Il y a également de fortes interrogations sur la qualité des compensations. Comment évalue-t-on l'efficacité des compensations dans le temps ? C'est un élément primordial dans la stratégie pour la biodiversité.
Mme Audrey Bélim. - Les outre-mer abritent une part prépondérante de la biodiversité française et sont finalement les espaces les plus exposés aux risques naturels et au dérèglement climatique. Les prévisions du GIEC relatives aux territoires ultramarins sont alarmantes. Comme les sénateurs concernés l'avaient rappelé durant l'examen de la loi « biodiversité » de 2016, les outre-mer sont singuliers par rapport à l'hexagone, mais chacun a également ses particularités. Fort de ce constat et grâce à une forte mobilisation des élus ultramarins, l'organisation territoriale de l'OFB a conduit à une régionalisation par bassin. Les contributions ultramarines à la Stratégie nationale pour la biodiversité ont permis d'amender la stratégie pour qu'elle reconnaisse la place majeure des outre-mer dans la biodiversité française et qu'elle inclue par ailleurs plusieurs mesures spécifiques prévoyant, nous l'espérons, un rééquilibrage des moyens. En termes de structuration et de montée en puissance sur les missions définies lors des préfigurations, nous devons faire face à plusieurs enjeux : trouver des ressources humaines qualifiées, afin de répondre aux enjeux de nos territoires et bien sûr trouver les ressources financières, pour mener à bien les missions et atteindre les objectifs. Pour autant, les territoires ultramarins doivent faire face à des ressources financières diminuées par rapport à l'hexagone, au regard de la compensation de la vie chère. En ce qui concerne le « fonds vert », les plantations d'arbres ne sont pas éligibles au taux de subventionnement de 100 % comme peuvent l'être les collectivités hexagonales. Cette question a déjà été soulevée auprès de l'OFB et la direction générale se dit prête à compenser cette prime, si les régions élèvent leur dotation de fonctionnement aussi à la même hauteur. On est là face au risque d'une impasse. Il faut en sortir, nous avons à coeur, nous, à La Réunion, de lancer de façon concertée le chantier de la nouvelle stratégie régionale pour la biodiversité (SRB) en nous appuyant sur l'esprit de la SNB et sur l'Agence régionale de la biodiversité présidée par Ericka Bareigts. Peut-on attendre un financement de nos structures à la hauteur de nos enjeux, de la richesse de la biodiversité et des risques face au changement climatique ? Je pense notamment au « fonds vert », pour lequel je souhaite que le taux de subvention des établissements publics de coopération environnementale (EPCE) puisse passer à 100 %.

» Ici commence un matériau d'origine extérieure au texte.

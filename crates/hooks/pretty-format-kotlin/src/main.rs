//! Pre-commit hook: Check Kotlin formatting with ktlint.
//!
//! Downloads the requested ktlint release into the artifact cache, runs it in
//! check mode and, with `--autofix`, runs it again in format mode on just the
//! files it complained about.
//!
//! ktlint does not exit non-zero when formatting, which is why checking and
//! fixing are separate invocations.

use anyhow::Result;
use clap::Parser;
use hook_common::prelude::*;
use hook_common::report::parse_diagnostic_paths;
use std::process::ExitCode;

const HOOK_NAME: &str = "pretty-format-kotlin";
const JAVA: &str = "java";

/// ktlint needs extra module access flags from this Java release on.
const JAVA_OPTS_THRESHOLD: u64 = 16;

/// `--enable-java-version-check` rejects this Java release and anything newer.
const JAVA_VERSION_CEILING: u64 = 16;

const COMPAT_JAVA_OPTS: [&str; 2] = [
    "--add-opens=java.base/java.lang=ALL-UNNAMED",
    "--add-exports=java.base/sun.nio.ch=ALL-UNNAMED",
];

#[derive(Debug, Parser)]
#[command(name = HOOK_NAME, version, about = "Check and fix Kotlin formatting with ktlint")]
struct Cli {
    #[command(flatten)]
    common: CommonArgs,

    /// KTLint version to use (defaults to the configured version)
    #[arg(long = "ktlint-version")]
    ktlint_version: Option<String>,

    /// Check if java version is compatible
    #[arg(long)]
    enable_java_version_check: bool,

    /// Never fail
    #[arg(long)]
    fail_never: bool,

    /// Extra JVM options; when empty they are picked from the Java version
    #[arg(long, default_value = "", allow_hyphen_values = true)]
    java_opts: String,
}

fn main() -> Result<ExitCode> {
    let cli = Cli::parse();
    let config = HookConfig::from_env();

    let hook = KtlintHook {
        runner: &SystemRunner,
        downloader: &HttpDownloader,
        cache: ArtifactCache::new(config.cache_dir.clone()),
    };

    let status = hook.run(&cli, &config)?;
    Ok(status.into())
}

fn ktlint_url(version: &str) -> String {
    format!("https://github.com/pinterest/ktlint/releases/download/{version}/ktlint")
}

fn ktlint_artifact_name(version: &str) -> String {
    format!("ktlint{version}.jar")
}

/// Pick the JVM options: explicit ones win, otherwise they depend on the
/// runtime version reported by `detect`.
fn resolve_java_opts(
    explicit: &str,
    detect: impl FnOnce() -> Result<RuntimeVersion>,
) -> Result<Vec<String>> {
    if !explicit.trim().is_empty() {
        return shell_words::split(explicit)
            .with_context(|| format!("Invalid --java-opts: {}", explicit));
    }

    let version = detect()?;
    if version >= RuntimeVersion::major(JAVA_OPTS_THRESHOLD) {
        Ok(COMPAT_JAVA_OPTS.iter().map(|opt| opt.to_string()).collect())
    } else {
        Ok(Vec::new())
    }
}

fn ktlint_args(java_opts: &[String], jar: &str, format: bool, files: &[String]) -> Vec<String> {
    let mut args = java_opts.to_vec();
    args.extend(["-jar", jar, "--verbose", "--relative"].map(String::from));
    if format {
        args.push("--format".to_string());
    }
    args.push("--".to_string());
    args.extend(files.iter().cloned());
    args
}

struct KtlintHook<'a> {
    runner: &'a dyn CommandRunner,
    downloader: &'a dyn Downloader,
    cache: ArtifactCache,
}

impl KtlintHook<'_> {
    fn run(&self, cli: &Cli, config: &HookConfig) -> Result<HookStatus> {
        self.ensure_java(cli.enable_java_version_check)?;

        let files = normalize_paths(&cli.common.filenames);
        if files.is_empty() {
            log_decision(config, HOOK_NAME, "result", "clean", "no files to check");
            return Ok(HookStatus::Clean.overridden(cli.fail_never));
        }

        let version = config.ktlint_version_or_default(cli.ktlint_version.as_deref());
        let artifact = self.cache.fetch(
            &ktlint_artifact_name(&version),
            &ktlint_url(&version),
            &version,
            self.downloader,
        )?;
        log_decision(
            config,
            HOOK_NAME,
            "artifact",
            if artifact.downloaded { "downloaded" } else { "cached" },
            artifact.path.as_str(),
        );

        let java_opts = resolve_java_opts(&cli.java_opts, || self.java_version())?;
        let jar = artifact.path.as_str();

        let check = self
            .runner
            .run(JAVA, &ktlint_args(&java_opts, jar, false, &files))?;

        // Any non-zero exit is read as a list of offending files.
        let unformatted = if check.success {
            Default::default()
        } else {
            parse_diagnostic_paths(&check.combined_output())
        };
        HookDebugLog::new(HOOK_NAME, "check")
            .with_decision(
                if unformatted.is_empty() { "clean" } else { "unformatted" },
                &format!("ktlint exited with {:?}", check.exit_code),
            )
            .with_files(unformatted.iter().cloned())
            .with_context(&check.combined_output())
            .write(config)
            .ok();

        let report = CheckReport::new("ktlint", cli.common.autofix).with_files(unformatted);

        if cli.common.autofix && !report.is_clean() {
            println!("Running ktlint format on {}", report.file_list());
            let targets = normalize_paths(&report.files);
            let fix = self
                .runner
                .run(JAVA, &ktlint_args(&java_opts, jar, true, &targets))?;
            log_decision(
                config,
                HOOK_NAME,
                "fix",
                if fix.success { "formatted" } else { "format-failed" },
                &format!("ktlint --format exited with {:?}", fix.exit_code),
            );
        }

        if let Some(summary) = report.summary() {
            println!("{}", summary);
        }

        let status = report.status().overridden(cli.fail_never);
        log_decision(config, HOOK_NAME, "result", &format!("exit {}", status.code()), "");
        Ok(status)
    }

    fn ensure_java(&self, check_ceiling: bool) -> Result<()> {
        if !self.runner.is_available(JAVA) {
            return Err(HookError::RuntimeMissing {
                program: JAVA.to_string(),
            }
            .into());
        }

        // ktlint fails with an opaque stack trace on newer JVMs; report it
        // up front instead.
        if check_ceiling {
            let version = self.java_version()?;
            let ceiling = RuntimeVersion::major(JAVA_VERSION_CEILING);
            if version >= ceiling {
                return Err(HookError::RuntimeTooNew {
                    found: version.to_string(),
                    ceiling: ceiling.to_string(),
                }
                .into());
            }
        }

        Ok(())
    }

    fn java_version(&self) -> Result<RuntimeVersion> {
        let args = ["-XshowSettings:properties", "-version"].map(String::from);
        let result = self.runner.run(JAVA, &args)?;
        Ok(RuntimeVersion::from_java_properties(&result.combined_output())?)
    }
}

M. Saïd Omar Oili. - Concernant l'eau, j'appelle de mes voeux un rapport spécifique concernant la situation en outre-mer. À Mayotte, d'où je viens, la problématique de l'eau est une réalité dramatique. Si rien n'est fait, nous devrons faire face à une crise sanitaire sans précédent, faute de pouvoir disposer d'une eau de qualité et en quantité suffisante. Nous voyons réapparaître certaines maladies qui avaient disparu dans l'île.
Madame la ministre, la commission plénière de l'océan indien, qui s'est réunie le 21 juin 2021, a tiré le constat d'une inquiétante baisse de stocks thonidés, notamment du thon albacore, en raison de la surpêche dans le canal du Mozambique. Dans la Stratégie nationale pour la biodiversité, deux fiches proposent une méthodologie pour changer les usages sur terre et en mer. Le territoire de l'océan indien pourrait constituer un bon exemple d'application de ces orientations. Il faut limiter la pêche industrielle dans le canal du Mozambique, où d'ailleurs une partie non négligeable de ce que l'on trouve dans les filets est rejetée à la mer, les armateurs ne s'intéressant qu'aux produits à forte plus-value. À l'inverse, il est nécessaire de valoriser la pêche artisanale mahoraise, qui souffre actuellement, alors que cette activité est essentielle pour la population locale et préserve la ressource, à la différence de la pêche industrielle. Madame la ministre, quelles sont les mesures concrètes que vous comptez prendre en faveur de la pêche artisanale à Mayotte ?
Mme Marie-Laure Phinera-Horth. - Je souscris totalement à l'intervention de ma collègue de La Réunion. La forêt guyanaise recèle une biodiversité d'une richesse foisonnante, 98 % de la diversité faunistique française se retrouve en Guyane. Depuis des années, la France mène une lutte féroce contre l'orpaillage illégal, sans pour autant obtenir des résultats probants. Tous s'accordent à dire qu'il est nécessaire de privilégier la voie diplomatique et d'imposer des contraintes économiques au Brésil, d'où viennent d'ailleurs les garimpeiros. Je sais bien, madame la ministre, que vous n'êtes pas ministre des affaires étrangères, mais j'aimerais savoir les moyens que vous pouvez mettre en oeuvre afin de permettre la sauvegarde de la biodiversité guyanaise. Vous connaissez certainement la volonté des Guyanais de développer leur territoire. Trop souvent, cette volonté se heurte aux enjeux de protection environnementale. Madame la ministre, quelles sont vos solutions pour concilier développement durable et aménagement du territoire ?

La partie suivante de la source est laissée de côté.